Action item: Gather every line in the records below that contains the word "TypeError".

Records for processing:
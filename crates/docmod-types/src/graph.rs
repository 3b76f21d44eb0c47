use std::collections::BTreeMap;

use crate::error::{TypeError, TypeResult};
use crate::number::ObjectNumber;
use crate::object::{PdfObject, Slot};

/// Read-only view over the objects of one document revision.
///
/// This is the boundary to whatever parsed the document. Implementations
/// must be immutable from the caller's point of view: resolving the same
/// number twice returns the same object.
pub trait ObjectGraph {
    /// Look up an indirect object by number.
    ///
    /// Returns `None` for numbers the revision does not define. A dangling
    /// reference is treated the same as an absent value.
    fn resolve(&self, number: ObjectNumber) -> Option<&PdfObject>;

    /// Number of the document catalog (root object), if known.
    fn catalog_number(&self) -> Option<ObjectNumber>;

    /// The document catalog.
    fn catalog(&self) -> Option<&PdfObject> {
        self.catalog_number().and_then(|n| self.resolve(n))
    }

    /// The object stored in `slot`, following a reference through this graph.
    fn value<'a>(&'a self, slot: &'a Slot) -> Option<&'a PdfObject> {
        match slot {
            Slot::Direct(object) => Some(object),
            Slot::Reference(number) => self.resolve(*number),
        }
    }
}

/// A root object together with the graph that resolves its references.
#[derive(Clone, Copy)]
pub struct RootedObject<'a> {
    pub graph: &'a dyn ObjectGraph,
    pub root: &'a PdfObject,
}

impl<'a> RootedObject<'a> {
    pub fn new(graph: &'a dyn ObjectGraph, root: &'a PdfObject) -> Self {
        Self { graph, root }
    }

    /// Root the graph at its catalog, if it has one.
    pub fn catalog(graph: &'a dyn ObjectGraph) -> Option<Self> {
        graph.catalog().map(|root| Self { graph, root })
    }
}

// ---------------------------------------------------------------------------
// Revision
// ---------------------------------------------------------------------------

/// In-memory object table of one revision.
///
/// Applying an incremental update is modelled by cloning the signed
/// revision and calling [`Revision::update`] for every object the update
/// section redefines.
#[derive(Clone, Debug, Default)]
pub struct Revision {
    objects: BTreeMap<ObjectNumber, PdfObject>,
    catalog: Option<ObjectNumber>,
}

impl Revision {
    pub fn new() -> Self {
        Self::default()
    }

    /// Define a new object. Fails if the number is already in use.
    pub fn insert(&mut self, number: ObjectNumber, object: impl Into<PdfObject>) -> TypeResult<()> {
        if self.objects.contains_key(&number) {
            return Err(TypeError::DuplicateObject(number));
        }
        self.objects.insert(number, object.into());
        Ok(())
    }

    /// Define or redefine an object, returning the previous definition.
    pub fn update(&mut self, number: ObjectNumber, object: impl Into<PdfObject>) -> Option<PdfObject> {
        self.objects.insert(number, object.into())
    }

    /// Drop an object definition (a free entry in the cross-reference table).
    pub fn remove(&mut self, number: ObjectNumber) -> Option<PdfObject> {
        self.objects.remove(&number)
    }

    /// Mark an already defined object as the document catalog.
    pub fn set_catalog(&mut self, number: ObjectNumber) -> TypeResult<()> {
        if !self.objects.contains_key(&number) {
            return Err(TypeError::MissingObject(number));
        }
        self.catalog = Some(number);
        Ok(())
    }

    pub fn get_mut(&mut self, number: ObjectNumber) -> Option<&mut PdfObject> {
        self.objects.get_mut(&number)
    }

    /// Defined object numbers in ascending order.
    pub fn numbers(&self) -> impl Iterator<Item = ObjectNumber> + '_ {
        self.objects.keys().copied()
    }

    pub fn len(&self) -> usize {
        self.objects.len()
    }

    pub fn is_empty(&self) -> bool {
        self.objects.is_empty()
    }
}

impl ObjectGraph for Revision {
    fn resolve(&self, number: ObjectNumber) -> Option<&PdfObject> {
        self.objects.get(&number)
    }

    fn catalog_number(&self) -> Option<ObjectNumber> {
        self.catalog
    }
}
---
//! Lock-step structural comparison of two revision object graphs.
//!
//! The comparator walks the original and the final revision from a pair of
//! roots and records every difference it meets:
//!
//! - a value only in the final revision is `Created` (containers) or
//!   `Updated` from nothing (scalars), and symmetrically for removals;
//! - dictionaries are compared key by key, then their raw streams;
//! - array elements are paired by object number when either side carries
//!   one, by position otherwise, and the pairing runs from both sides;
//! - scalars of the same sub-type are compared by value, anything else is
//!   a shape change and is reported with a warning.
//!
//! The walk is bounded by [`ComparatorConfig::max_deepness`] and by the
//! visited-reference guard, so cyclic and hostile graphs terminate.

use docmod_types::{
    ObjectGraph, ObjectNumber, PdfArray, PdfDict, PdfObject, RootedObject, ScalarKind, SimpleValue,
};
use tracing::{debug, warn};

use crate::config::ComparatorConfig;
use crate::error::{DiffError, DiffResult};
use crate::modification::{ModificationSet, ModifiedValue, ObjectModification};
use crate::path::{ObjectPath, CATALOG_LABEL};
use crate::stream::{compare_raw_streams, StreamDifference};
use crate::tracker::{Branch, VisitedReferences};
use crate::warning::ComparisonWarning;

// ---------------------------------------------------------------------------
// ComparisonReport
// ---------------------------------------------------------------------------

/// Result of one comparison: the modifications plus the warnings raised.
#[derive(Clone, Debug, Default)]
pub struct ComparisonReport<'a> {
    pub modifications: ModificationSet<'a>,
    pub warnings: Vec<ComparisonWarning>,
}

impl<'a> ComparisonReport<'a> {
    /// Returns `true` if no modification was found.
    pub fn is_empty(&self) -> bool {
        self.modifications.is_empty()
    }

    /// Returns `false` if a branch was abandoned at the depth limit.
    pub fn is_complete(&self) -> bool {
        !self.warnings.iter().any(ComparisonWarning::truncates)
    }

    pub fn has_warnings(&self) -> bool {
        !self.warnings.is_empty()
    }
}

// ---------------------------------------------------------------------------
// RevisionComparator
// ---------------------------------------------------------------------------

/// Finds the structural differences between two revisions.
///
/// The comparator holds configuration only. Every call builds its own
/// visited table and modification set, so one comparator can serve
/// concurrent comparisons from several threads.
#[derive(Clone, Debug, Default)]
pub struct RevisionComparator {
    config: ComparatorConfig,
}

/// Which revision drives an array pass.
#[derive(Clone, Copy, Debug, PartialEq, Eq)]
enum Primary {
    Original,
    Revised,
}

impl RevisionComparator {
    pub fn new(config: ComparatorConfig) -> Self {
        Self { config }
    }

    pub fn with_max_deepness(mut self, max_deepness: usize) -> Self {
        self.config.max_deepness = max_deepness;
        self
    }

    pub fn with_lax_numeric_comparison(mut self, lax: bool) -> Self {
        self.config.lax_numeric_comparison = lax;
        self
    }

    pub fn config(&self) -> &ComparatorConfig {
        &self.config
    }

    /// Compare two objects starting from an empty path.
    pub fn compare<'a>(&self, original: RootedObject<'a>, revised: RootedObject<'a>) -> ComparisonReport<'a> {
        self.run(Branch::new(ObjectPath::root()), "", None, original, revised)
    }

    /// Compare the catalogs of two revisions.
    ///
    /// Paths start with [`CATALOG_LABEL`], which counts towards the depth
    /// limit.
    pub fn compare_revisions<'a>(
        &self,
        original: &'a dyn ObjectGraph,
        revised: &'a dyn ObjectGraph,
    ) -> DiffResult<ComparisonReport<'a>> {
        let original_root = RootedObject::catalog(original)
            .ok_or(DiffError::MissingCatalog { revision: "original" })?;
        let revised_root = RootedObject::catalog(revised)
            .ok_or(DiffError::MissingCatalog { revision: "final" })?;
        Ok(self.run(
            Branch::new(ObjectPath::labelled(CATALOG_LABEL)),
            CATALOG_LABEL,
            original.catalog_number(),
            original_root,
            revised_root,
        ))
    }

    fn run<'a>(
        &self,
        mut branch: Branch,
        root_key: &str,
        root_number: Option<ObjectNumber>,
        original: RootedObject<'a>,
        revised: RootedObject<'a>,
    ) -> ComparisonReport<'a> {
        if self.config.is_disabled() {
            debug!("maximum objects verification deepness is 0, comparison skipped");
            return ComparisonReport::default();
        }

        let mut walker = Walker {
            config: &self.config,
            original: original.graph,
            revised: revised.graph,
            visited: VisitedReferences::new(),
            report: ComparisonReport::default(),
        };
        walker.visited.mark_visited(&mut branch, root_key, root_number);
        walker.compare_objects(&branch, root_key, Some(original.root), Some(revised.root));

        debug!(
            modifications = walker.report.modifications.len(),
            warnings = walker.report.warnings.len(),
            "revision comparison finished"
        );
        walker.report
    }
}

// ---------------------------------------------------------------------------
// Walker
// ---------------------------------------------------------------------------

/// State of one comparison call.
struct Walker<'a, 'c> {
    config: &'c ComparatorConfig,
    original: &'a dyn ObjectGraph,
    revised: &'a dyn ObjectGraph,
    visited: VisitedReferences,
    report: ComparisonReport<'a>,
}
* * *
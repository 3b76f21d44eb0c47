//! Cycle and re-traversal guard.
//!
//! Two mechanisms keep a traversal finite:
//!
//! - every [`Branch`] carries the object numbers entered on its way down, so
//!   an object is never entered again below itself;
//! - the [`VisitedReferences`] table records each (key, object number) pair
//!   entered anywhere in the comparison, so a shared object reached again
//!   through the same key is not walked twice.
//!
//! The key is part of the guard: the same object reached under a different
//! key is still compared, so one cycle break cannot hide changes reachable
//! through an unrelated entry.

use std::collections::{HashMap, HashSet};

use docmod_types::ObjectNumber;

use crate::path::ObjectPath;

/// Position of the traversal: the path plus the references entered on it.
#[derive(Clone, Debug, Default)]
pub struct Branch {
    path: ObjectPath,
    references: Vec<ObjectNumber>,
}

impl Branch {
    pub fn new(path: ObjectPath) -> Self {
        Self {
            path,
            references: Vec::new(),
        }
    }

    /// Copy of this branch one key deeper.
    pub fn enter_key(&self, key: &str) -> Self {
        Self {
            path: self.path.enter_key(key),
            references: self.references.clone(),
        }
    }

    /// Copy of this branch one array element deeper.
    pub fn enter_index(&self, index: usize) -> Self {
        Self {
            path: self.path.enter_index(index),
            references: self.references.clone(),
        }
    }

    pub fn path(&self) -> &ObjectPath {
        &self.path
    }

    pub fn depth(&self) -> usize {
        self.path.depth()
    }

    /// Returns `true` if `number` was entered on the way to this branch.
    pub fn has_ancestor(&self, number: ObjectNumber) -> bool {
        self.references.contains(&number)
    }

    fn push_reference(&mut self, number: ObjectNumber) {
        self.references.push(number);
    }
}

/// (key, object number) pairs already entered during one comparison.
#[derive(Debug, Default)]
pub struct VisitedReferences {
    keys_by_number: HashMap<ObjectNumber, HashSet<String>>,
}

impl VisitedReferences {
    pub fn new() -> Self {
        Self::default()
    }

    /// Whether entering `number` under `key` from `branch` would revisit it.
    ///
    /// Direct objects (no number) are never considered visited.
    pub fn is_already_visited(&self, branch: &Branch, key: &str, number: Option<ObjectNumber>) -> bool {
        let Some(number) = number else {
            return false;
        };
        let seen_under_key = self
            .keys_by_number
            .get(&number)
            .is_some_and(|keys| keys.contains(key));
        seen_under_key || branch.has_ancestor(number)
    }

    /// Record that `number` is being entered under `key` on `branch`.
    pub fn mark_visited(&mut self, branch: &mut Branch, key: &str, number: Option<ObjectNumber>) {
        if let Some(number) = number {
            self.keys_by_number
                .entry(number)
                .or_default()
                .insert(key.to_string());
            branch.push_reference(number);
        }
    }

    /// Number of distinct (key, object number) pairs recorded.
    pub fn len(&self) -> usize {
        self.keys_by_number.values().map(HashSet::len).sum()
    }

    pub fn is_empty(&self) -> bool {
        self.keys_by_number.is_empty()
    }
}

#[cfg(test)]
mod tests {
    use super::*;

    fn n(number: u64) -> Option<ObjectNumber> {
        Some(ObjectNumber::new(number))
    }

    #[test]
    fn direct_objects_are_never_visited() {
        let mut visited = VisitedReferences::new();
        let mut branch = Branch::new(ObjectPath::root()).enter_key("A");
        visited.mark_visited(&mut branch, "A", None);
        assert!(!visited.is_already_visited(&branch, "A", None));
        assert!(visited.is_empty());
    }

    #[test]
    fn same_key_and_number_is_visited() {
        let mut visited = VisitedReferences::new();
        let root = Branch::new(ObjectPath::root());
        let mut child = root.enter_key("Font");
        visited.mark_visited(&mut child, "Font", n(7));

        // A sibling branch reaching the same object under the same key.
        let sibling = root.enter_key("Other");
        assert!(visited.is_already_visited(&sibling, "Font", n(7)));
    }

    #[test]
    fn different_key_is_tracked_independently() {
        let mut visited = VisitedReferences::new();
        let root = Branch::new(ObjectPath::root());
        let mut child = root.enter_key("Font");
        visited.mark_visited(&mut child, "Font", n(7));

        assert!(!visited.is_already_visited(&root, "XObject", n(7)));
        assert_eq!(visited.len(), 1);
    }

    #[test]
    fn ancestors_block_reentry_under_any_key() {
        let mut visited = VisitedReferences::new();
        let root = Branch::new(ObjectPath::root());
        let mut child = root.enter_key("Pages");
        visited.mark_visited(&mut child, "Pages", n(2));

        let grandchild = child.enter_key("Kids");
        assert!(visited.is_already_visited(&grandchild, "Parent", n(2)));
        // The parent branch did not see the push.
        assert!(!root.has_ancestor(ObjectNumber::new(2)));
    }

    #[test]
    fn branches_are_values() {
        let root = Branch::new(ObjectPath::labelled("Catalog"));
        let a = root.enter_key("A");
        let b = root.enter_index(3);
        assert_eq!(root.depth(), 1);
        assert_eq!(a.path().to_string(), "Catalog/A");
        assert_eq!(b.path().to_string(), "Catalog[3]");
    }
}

Result of the exercise:
use crate::error::{TypeError, TypeResult};
            return Err(TypeError::DuplicateObject(number));
            return Err(TypeError::MissingObject(number));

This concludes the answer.